What those students almost certainly didn’t know was his years of Prozac use to help keep calm enough to function.
That’s a trait that at least partially passed on to me. When I was in high school, my mom would tell me that I’d get ulcers by the time I was thirty with the way I carried on (though I’m two years past that expiration date and still trucking, ulcer free). I see the same attributes in my kids, too. For example, Kella freaked out the other day because Finley was testing the CO2 alarms around the house. “You’re going to bring the fire department!” she cried in a manner beyond the typical childhood fear. My mother-in-law’s theory was that she was overly affected by Finley being hauled off in an ambulance after each of his seizures. Mine is a bit more straightforward: the Gordon Family anxiety.
I bring this up because right now that anxiety is burning out my insides, crying out for me to do something, even though there’s nothing I can do about this particular problem.
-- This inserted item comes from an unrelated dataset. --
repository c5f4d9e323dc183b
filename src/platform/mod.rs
mod main_loop;

pub use main_loop::start;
See, years ago, I wrote a book that I had worked on for a very long time, and finally thought it was good enough that a few literary agents might see its potential. I shipping it off to a crazy number of agents, only to be rejected or ignored again and again.
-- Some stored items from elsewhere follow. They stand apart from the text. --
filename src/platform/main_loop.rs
use std::path::Path;

use clap::{App, AppSettings, Arg, ArgMatches, SubCommand};
use log::LevelFilter;

use ib_forces::{
    floating_type_mod::FT, index_mapper::one_dimensional_window, Axis, DeltaKernelTrait, ForceModelParams, IbError,
    IbResult, SceneConfig,
};

const CARGO_PKG_AUTHORS: &str = env!("CARGO_PKG_AUTHORS");
const CARGO_PKG_VERSION: &str = env!("CARGO_PKG_VERSION");
const CARGO_PKG_DESCRIPTION: &str = env!("CARGO_PKG_DESCRIPTION");

pub fn start() {
    let matches = App::new("Immersed Boundary Forces")
        .version(CARGO_PKG_VERSION)
        .author(CARGO_PKG_AUTHORS)
        .about(CARGO_PKG_DESCRIPTION)
        .setting(AppSettings::SubcommandRequiredElseHelp)
        .arg(
            Arg::with_name("v")
                .short("v")
                .multiple(true)
                .help("Sets the level of verbosity"),
        )
        .subcommand(
            SubCommand::with_name("spread")
                .about("Compute the structure forces once and spread them onto the grid")
                .arg(
                    Arg::with_name("PARAMETER_CONFIG")
                        .help("Grid, kernel and model parameters")
                        .required(true)
                        .index(1),
                )
                .arg(
                    Arg::with_name("SCENE_CONFIG")
                        .help("Lagrangian points and element tables")
                        .required(true)
                        .index(2),
                )
                .arg(
                    Arg::with_name("TIME")
                        .long("time")
                        .short("t")
                        .takes_value(true)
                        .default_value("0")
                        .help("Simulation time passed to the muscle activation"),
                )
                .arg(
                    Arg::with_name("OVERWRITE_CONFIG_FILE")
                        .long("overwrite-config-file")
                        .short("c")
                        .required(false)
                        .takes_value(true)
                        .help("Overwrite single parameters"),
                ),
        )
        .subcommand(
            SubCommand::with_name("check-kernel")
                .about("Print the delta weight sums of the configured kernel for sub-cell offsets")
                .arg(
                    Arg::with_name("PARAMETER_CONFIG")
                        .help("Grid, kernel and model parameters")
                        .required(true)
                        .index(1),
                )
                .arg(
                    Arg::with_name("SAMPLES")
                        .long("samples")
                        .short("n")
                        .takes_value(true)
                        .default_value("8"),
                ),
        )
        .get_matches();

    let level = match matches.occurrences_of("v") {
        0 => LevelFilter::Warn,
        1 => LevelFilter::Info,
        2 => LevelFilter::Debug,
        _ => LevelFilter::Trace,
    };
    env_logger::Builder::new().filter_level(level).parse_default_env().init();

    let result = if let Some(spread_matches) = matches.subcommand_matches("spread") {
        run_spread(spread_matches)
    } else if let Some(kernel_matches) = matches.subcommand_matches("check-kernel") {
        run_check_kernel(kernel_matches)
    } else {
        Ok(())
    };

    if let Err(e) = result {
        eprintln!("error: {}", e);
        std::process::exit(1);
    }
}

fn parse_value<T: std::str::FromStr>(matches: &ArgMatches, name: &str) -> IbResult<T> {
    let s = matches.value_of(name).unwrap_or_default();
    s.parse::<T>()
        .map_err(|_| IbError::InvalidParameter(format!("cannot parse {} from '{}'", name, s)))
}

fn load_params(matches: &ArgMatches) -> IbResult<ForceModelParams> {
    let parameter_file = matches.value_of("PARAMETER_CONFIG").unwrap_or_default();
    let overrides = matches.value_of("OVERWRITE_CONFIG_FILE").map(Path::new);
    let params = ForceModelParams::from_file(parameter_file, overrides)?;
    log::info!("{:?}", params);
    Ok(params)
}

fn run_spread(matches: &ArgMatches) -> IbResult<()> {
    let params = load_params(matches)?;
    let time: FT = parse_value(matches, "TIME")?;

    let scene = SceneConfig::from_file(matches.value_of("SCENE_CONFIG").unwrap_or_default())?;
    let points = scene.lagrangian_points()?;
    let forces = params.build(scene.structure()?)?;
    log::info!(
        "{} points on a {}x{} grid, enabled elements: {:?}",
        points.len(),
        params.nx,
        params.ny,
        params.flags.enabled_kinds()
    );

    let output = forces.compute(&points, params.clock(time), &params.muscle_activation())?;

    let lagrangian = output.lagrangian.total() * forces.grid().ds();
    let eulerian = output.eulerian.integral();
    let scale = lagrangian.norm().max(FT::EPSILON);

    println!("lagrangian force * ds: ({:+.9e}, {:+.9e})", lagrangian.x, lagrangian.y);
    println!("eulerian integral:     ({:+.9e}, {:+.9e})", eulerian.x, eulerian.y);
    println!("relative conservation error: {:.3e}", (eulerian - lagrangian).norm() / scale);
    println!("max |f| on grid: {:.6e}", output.eulerian.max_magnitude());
    for mf in &output.mass_forces {
        println!(
            "mass point {}: ({:+.6e}, {:+.6e})",
            mf.point.one_based(),
            mf.force.x,
            mf.force.y
        );
    }

    Ok(())
}

fn run_check_kernel(matches: &ArgMatches) -> IbResult<()> {
    let params = load_params(matches)?;
    let samples: usize = parse_value(matches, "SAMPLES")?;
    let kernel = params.delta_kernel()?;
    let grid = params.grid(0)?;
    let h = grid.dx();

    for s in 0..samples {
        let x = (s as FT + 0.5) / samples as FT * h + 0.5 * grid.lx();
        let window = one_dimensional_window(x, grid.nx(), h, kernel.support(), grid.boundary(Axis::X))
            .ok_or(IbError::OutOfDomain {
                point: s + 1,
                axis: Axis::X,
                coordinate: x,
            })?;
        let sum: FT = window.offsets.iter().map(|&r| kernel.delta(r, h)).sum();
        println!("offset {:.4}: sum * h = {:.15}", x / h - (x / h).floor(), sum * h);
    }

    Ok(())
}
With thousands of people querying agents every year, I really wasn’t a surprise that my pitches were turned down, but that didn’t make it any less disappointing.
Now, several books later, I was finally convinced by my lovely wife that I should try to submit my latest to that first line of defense into the publishing world. I spent a while crafting the pitch and sending it to the appropriate amount of agents, not really expecting anything more than a string of form letters telling me “Thanks for your part in inundating my inbox, but I’ll have to pass.”
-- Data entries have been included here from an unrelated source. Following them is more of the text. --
use crate::{error::IbResult, lagrangian_points::LagrangianPoints, structure::Structure, vec2f, V2};

use super::check_point_count;

/**
 * Bending force on the middle point of every beam triple.
 *
 * With `C = (x3-x2)(y2-y1) - (y3-y2)(x2-x1)` the middle point receives
 * `k (C - C0) (dy21 + dy32, -(dx32 + dx21))`, the negative gradient of `k/2 (C - C0)^2`
 * with respect to the middle point. End points get their share from neighbouring triples.
 */
pub fn beam_force_density(structure: &Structure, points: &LagrangianPoints) -> IbResult<Vec<V2>> {
    check_point_count(structure, points)?;
    let positions = points.current_positions();
    let mut density = vec![V2::zeros(); positions.len()];

    for beam in structure.beams() {
        let p1 = positions[beam.left.index()];
        let p2 = positions[beam.middle.index()];
        let p3 = positions[beam.right.index()];

        let d21 = p2 - p1;
        let d32 = p3 - p2;
        let cross = d32.x * d21.y - d32.y * d21.x;

        let factor = beam.stiffness * (cross - beam.curvature);
        density[beam.middle.index()] += factor * vec2f(d21.y + d32.y, -(d32.x + d21.x));
    }

    Ok(density)
}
That’s how it started, too, with two quick rejects from the local literary agencies.
Then, while I was checking through my junk mail on Tuesday, there it was. An acceptance. An agent who liked my pitch, who liked my sample chapters, and wanted to read the rest.
I had to read through it three times before the words finally made sense. I was sure I skipped over the word NOT in the middle of the sentence “I would like to read more.”
For about a month, this is what I had told myself that I wanted. The book didn’t need to be accepted by an agent or a publisher, I just needed to get past that first audition, so to speak.
That Gordon anxiety begs to differ. Now that someone in the industry is actually reading the book, I can’t help but wonder what she thinks as she goes along. Will she notice a blatant mistake that I didn’t clean up on my fourth edit. Will she think the characters banal and stereotypical? Will she just think the whole thing is crap and believe I hoodwinked her through a fabricated pitch?
During weeks like this, I can understand why medication is necessary for some people. I’m amped way the frig up over something that’s completely and totally out of my hands. What’s more, it’s really not that big a deal. If it does get rejected, so what? There’s more agents, more books to write, more important things that this one project.
If only that adrenaline pumping through my veins would get the message.
Anyway, that’s my quick detour from this month of NaNoWriMo (11,648 words and counting). If the current project doesn’t go through, I think I have a fun one brewing it the wings. Maybe a year from now, after all the editing and rewrites and markups are done, I’ll get to go through this whole process all of this again.